The Toy Biz Era, creation of the Marvel Legends line and recognition of the Adult-Collector demographic, meant that Mattel needed to rise to the occasion as well, which they did, b y bringing in the legendary design group known as “The Four Horsemen” to handle the sculpting of their "DC Superhero Classics" line. They began expanding the focus to include more than just the mainstay characters of Batman and Superman, following the recipe of Toy Biz success, increasing the quality of sculpt, paint applications and articulation. They also followed suit with the "Collect and Coinnect" feature that allowed a new character to be constructed of separate components packaged with each figure in the assortment. Both Toy Biz and Mattel also revitalized the “Chase Figure” craze, which meant a limited edition variant of a base character in an assortment was randomly short packed, making it harder to get and thus more valuable in the eyes of the collector. Thus, collectors would literally chase each other around, attempting to stay ahead by getting to a store, gaining access to a freshly stocked pallet, to get to the unopened case of figures, in the quest to get the Holy Grail short-packed, chase variant action figure.

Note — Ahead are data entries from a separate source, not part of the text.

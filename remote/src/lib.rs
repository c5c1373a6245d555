//! Client for the MossByte remote data service.
//!
//! # Addressing
//!
//! Every request goes to `base_url + key`. The public key reads the document;
//! the private key administers it. Keys are part of the URL, so URLs are never
//! logged.
//!
//! | Operation | Request | Result |
//! |-----------|---------|--------|
//! | [`RemoteClient::find_database`] | `GET base+public` | database id, `""` when absent |
//! | [`RemoteClient::create_database`] | `POST base+public` | database id, `""` when absent |
//! | [`RemoteClient::fetch_document`] | `GET base+public` | the stored document |
//! | [`RemoteClient::put_object`] | `PUT base+private` | service status |
//! | [`RemoteClient::apply_instructions`] | `PATCH base+private` | service status |
//!
//! # Error Handling
//!
//! Every failure comes back as a [`RemoteError`]: transport errors, non-2xx
//! statuses (with a bounded excerpt of the body), and bodies that are not the
//! JSON envelope the service promises.
//!
//! # Retries
//!
//! `GET` and `PUT` are retried per [`RetryConfig`]. `POST` and `PATCH` get a
//! single attempt; see [`retry`].

pub mod retry;

use std::time::Duration;

use moss_types::{AccessKey, Instruction};
use reqwest::{Method, Url};
use serde::{Deserialize, Serialize};
use serde_json::Value;
use thiserror::Error;

pub use retry::RetryConfig;

const CONNECT_TIMEOUT_SECS: u64 = 10;
const DEFAULT_REQUEST_TIMEOUT_SECS: u64 = 30;
const POOL_IDLE_TIMEOUT_SECS: u64 = 90;
const MAX_ERROR_BODY_BYTES: usize = 32 * 1024;

/// Label attached to both keys when a database is created.
pub const DEFAULT_LABEL: &str = "moss-todo";

#[derive(Debug, Error)]
pub enum RemoteError {
    #[error("invalid base url {url:?}: {reason}")]
    InvalidBaseUrl { url: String, reason: String },
    #[error("request failed: {0}")]
    Transport(#[source] reqwest::Error),
    #[error("request failed after {attempts} attempts: {source}")]
    Connection {
        attempts: u32,
        #[source]
        source: reqwest::Error,
    },
    #[error("remote returned {status}: {body}")]
    Status { status: u16, body: String },
    #[error("malformed response: {0}")]
    Malformed(String),
}

impl RemoteError {
    /// Whether the service answered at all.
    #[must_use]
    pub const fn is_http_status(&self) -> bool {
        matches!(self, RemoteError::Status { .. })
    }

    /// The HTTP status the service answered with, if it answered.
    #[must_use]
    pub const fn status(&self) -> Option<u16> {
        match self {
            RemoteError::Status { status, .. } => Some(*status),
            _ => None,
        }
    }
}

/// Connection settings for a [`RemoteClient`].
#[derive(Debug, Clone)]
pub struct RemoteSettings {
    /// Address the keys are appended to, including any trailing slash.
    pub base_url: String,
    /// Label stored alongside both keys on creation.
    pub label: String,
    /// Overall timeout for a single attempt.
    pub request_timeout: Duration,
    pub retry: RetryConfig,
}

impl RemoteSettings {
    pub fn new(base_url: impl Into<String>) -> Self {
        Self {
            base_url: base_url.into(),
            label: DEFAULT_LABEL.to_string(),
            request_timeout: Duration::from_secs(DEFAULT_REQUEST_TIMEOUT_SECS),
            retry: RetryConfig::default(),
        }
    }
}

/// A stored document as returned under `data.mossByte`.
#[derive(Debug, Clone, PartialEq, Default, Deserialize)]
pub struct RemoteDocument {
    #[serde(default)]
    pub id: Option<String>,
    /// The stored payload. Any JSON shape; callers classify it before use.
    #[serde(default)]
    pub object: Value,
}

#[derive(Debug, Default, Deserialize)]
struct Envelope {
    #[serde(default)]
    data: Option<EnvelopeData>,
    #[serde(default)]
    status: Value,
}

#[derive(Debug, Default, Deserialize)]
struct EnvelopeData {
    #[serde(rename = "mossByte", default)]
    moss_byte: Option<RemoteDocument>,
}

impl Envelope {
    fn database_id(self) -> String {
        self.data
            .and_then(|data| data.moss_byte)
            .and_then(|doc| doc.id)
            .unwrap_or_default()
    }

    fn status_text(&self) -> String {
        match &self.status {
            Value::Null => String::new(),
            Value::String(text) => text.clone(),
            other => other.to_string(),
        }
    }
}

#[derive(Serialize)]
struct CreateRequest<'a> {
    object: [Value; 1],
    keys: CreateKeys<'a>,
}

#[derive(Serialize)]
struct CreateKeys<'a> {
    read: [LabelledKey<'a>; 1],
    admin: [LabelledKey<'a>; 1],
}

#[derive(Serialize)]
struct LabelledKey<'a> {
    key: &'a str,
    label: &'a str,
}

#[derive(Serialize)]
struct PutRequest<'a> {
    object: &'a Value,
}

#[derive(Serialize)]
struct PatchRequest<'a> {
    instructions: &'a [Instruction],
}

/// Handle to the remote data service. Cheap to clone; clones share one
/// connection pool.
#[derive(Debug, Clone)]
pub struct RemoteClient {
    http: reqwest::Client,
    base_url: String,
    label: String,
    retry: RetryConfig,
}

impl RemoteClient {
    pub fn new(settings: RemoteSettings) -> Result<Self, RemoteError> {
        let RemoteSettings {
            base_url,
            label,
            request_timeout,
            retry,
        } = settings;

        let parsed = Url::parse(&base_url).map_err(|e| RemoteError::InvalidBaseUrl {
            url: base_url.clone(),
            reason: e.to_string(),
        })?;
        if parsed.cannot_be_a_base() {
            return Err(RemoteError::InvalidBaseUrl {
                url: base_url,
                reason: "not a hierarchical url".to_string(),
            });
        }

        let http = base_client_builder()
            .timeout(request_timeout)
            .build()
            .map_err(RemoteError::Transport)?;

        Ok(Self {
            http,
            base_url,
            label,
            retry,
        })
    }

    #[must_use]
    pub fn base_url(&self) -> &str {
        &self.base_url
    }

    /// Id of the database readable with `public`, or `""` if there is none.
    pub async fn find_database(&self, public: &AccessKey) -> Result<String, RemoteError> {
        let envelope = self.exchange(Method::GET, public, None).await?;
        Ok(envelope.database_id())
    }

    /// Create a database readable with `public` and administered with `private`.
    ///
    /// Returns the new id, or `""` if the service did not report one.
    pub async fn create_database(
        &self,
        public: &AccessKey,
        private: &AccessKey,
    ) -> Result<String, RemoteError> {
        let body = CreateRequest {
            object: [Value::Object(serde_json::Map::new())],
            keys: CreateKeys {
                read: [LabelledKey {
                    key: public.expose_secret(),
                    label: &self.label,
                }],
                admin: [LabelledKey {
                    key: private.expose_secret(),
                    label: &self.label,
                }],
            },
        };
        let envelope = self
            .exchange(Method::POST, public, Some(to_body(&body)?))
            .await?;
        Ok(envelope.database_id())
    }

    /// The stored document, or an empty one when the envelope carries none.
    pub async fn fetch_document(&self, public: &AccessKey) -> Result<RemoteDocument, RemoteError> {
        let envelope = self.exchange(Method::GET, public, None).await?;
        Ok(envelope
            .data
            .and_then(|data| data.moss_byte)
            .unwrap_or_default())
    }

    /// Replace the stored object wholesale.
    pub async fn put_object(
        &self,
        private: &AccessKey,
        object: &Value,
    ) -> Result<String, RemoteError> {
        let body = to_body(&PutRequest { object })?;
        let envelope = self.exchange(Method::PUT, private, Some(body)).await?;
        Ok(envelope.status_text())
    }

    /// Apply keyed edits to the stored object.
    pub async fn apply_instructions(
        &self,
        private: &AccessKey,
        instructions: &[Instruction],
    ) -> Result<String, RemoteError> {
        let body = to_body(&PatchRequest { instructions })?;
        let envelope = self.exchange(Method::PATCH, private, Some(body)).await?;
        Ok(envelope.status_text())
    }

    async fn exchange(
        &self,
        method: Method,
        key: &AccessKey,
        body: Option<Vec<u8>>,
    ) -> Result<Envelope, RemoteError> {
        let url = format!("{}{}", self.base_url, key.expose_secret());
        let retry = self.retry.for_method(&method);

        tracing::debug!(method = %method, "Remote request");

        let outcome = retry::send_with_retry(
            || {
                let request = self.http.request(method.clone(), &url);
                match &body {
                    Some(bytes) => request
                        .header(reqwest::header::CONTENT_TYPE, "application/json")
                        .body(bytes.clone()),
                    None => request,
                }
            },
            &retry,
        )
        .await;

        let response = handle_response(outcome).await?;
        let bytes = response.bytes().await.map_err(RemoteError::Transport)?;
        serde_json::from_slice(&bytes).map_err(|e| RemoteError::Malformed(e.to_string()))
    }
}

fn to_body<T: Serialize>(value: &T) -> Result<Vec<u8>, RemoteError> {
    serde_json::to_vec(value).map_err(|e| RemoteError::Malformed(e.to_string()))
}

fn base_client_builder() -> reqwest::ClientBuilder {
    reqwest::Client::builder()
        .connect_timeout(Duration::from_secs(CONNECT_TIMEOUT_SECS))
        .redirect(reqwest::redirect::Policy::none())
        .pool_idle_timeout(Some(Duration::from_secs(POOL_IDLE_TIMEOUT_SECS)))
}

async fn handle_response(outcome: retry::RetryOutcome) -> Result<reqwest::Response, RemoteError> {
    match outcome {
        retry::RetryOutcome::Success(response) => Ok(response),
        retry::RetryOutcome::HttpError(response) => {
            let status = response.status().as_u16();
            let body = read_capped_error_body(response).await;
            tracing::warn!(status, "Remote returned an error status");
            Err(RemoteError::Status { status, body })
        }
        retry::RetryOutcome::ConnectionError { attempts, source } => {
            tracing::warn!(attempts, "Remote unreachable");
            Err(RemoteError::Connection { attempts, source })
        }
        retry::RetryOutcome::NonRetryable(e) => Err(RemoteError::Transport(e)),
    }
}

async fn read_capped_error_body(response: reqwest::Response) -> String {
    use futures_util::StreamExt;
    let mut body = Vec::new();
    let mut stream = response.bytes_stream();
    while let Some(chunk) = stream.next().await {
        let Ok(chunk) = chunk else { break };
        body.extend_from_slice(&chunk);
        if body.len() > MAX_ERROR_BODY_BYTES {
            body.truncate(MAX_ERROR_BODY_BYTES);
            let text = String::from_utf8_lossy(&body);
            return format!("{text}...(truncated)");
        }
    }
    String::from_utf8_lossy(&body).into_owned()
}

While it sounds ridiculous (and it really was), I had a blast hunting in the wild for figures for my own collection and for my fellow “Brothers in Plastic”, the other members of our Collector Community, as well networked to help on another. It was truly a great time to be a pop culture enthusiast and action figure collector. If you had a specific Favorite Character from The DC, Marvel or Star Wars Universe there was a good chance you could locate and purchase an action figure in one form or another. The advent of the adult collecting demographic also led to the expansion Into the world of sports With McFarlane Toys “Starting Lineups” which offered Baseball, hockey, football And even NASCAR Athletes In the various Team uniforms they wore. The World Wrestling Federation/ WWE also entered the action figure market by signing a deal with Jakks Pacific to release the highly successful Classic Superstars line, which was a long-time dream for fans of professional wrestling and sports entertainment alike. And of course, with these new lines came just as many variants and chase figures to keep you on your toes and spending money.

The technology also improved, as some companies began to dabble with “real scan technology” which used computer scanning instead of relying on the actual talent of a sculptor, with mixed results. It was basically a 3d Printing Concept used to create the head sculpt of the figure. With all of these mainstream products and innovations available to the adult collector, another market began to emerge which was the premium format, higher end collectible product offered by companies such as Sideshow Toys, BBI, Hot Toys and others. Sideshow & Hot Toys will always have a place as some of the most innovative companies in the collectible world, but for the sake of this article, I am not including in the “Action Figure” category. Yes, these 12” or 1/6th scale versions have more articulation, better accessories, paint, sculpting and detail than anything at mass retail, but they also cost about 10 times more than the average Hasbro or Mattel Action Figure and can only be purchased online or at a Comic Shop. Again, the High End Collectible Market is a topic for another day.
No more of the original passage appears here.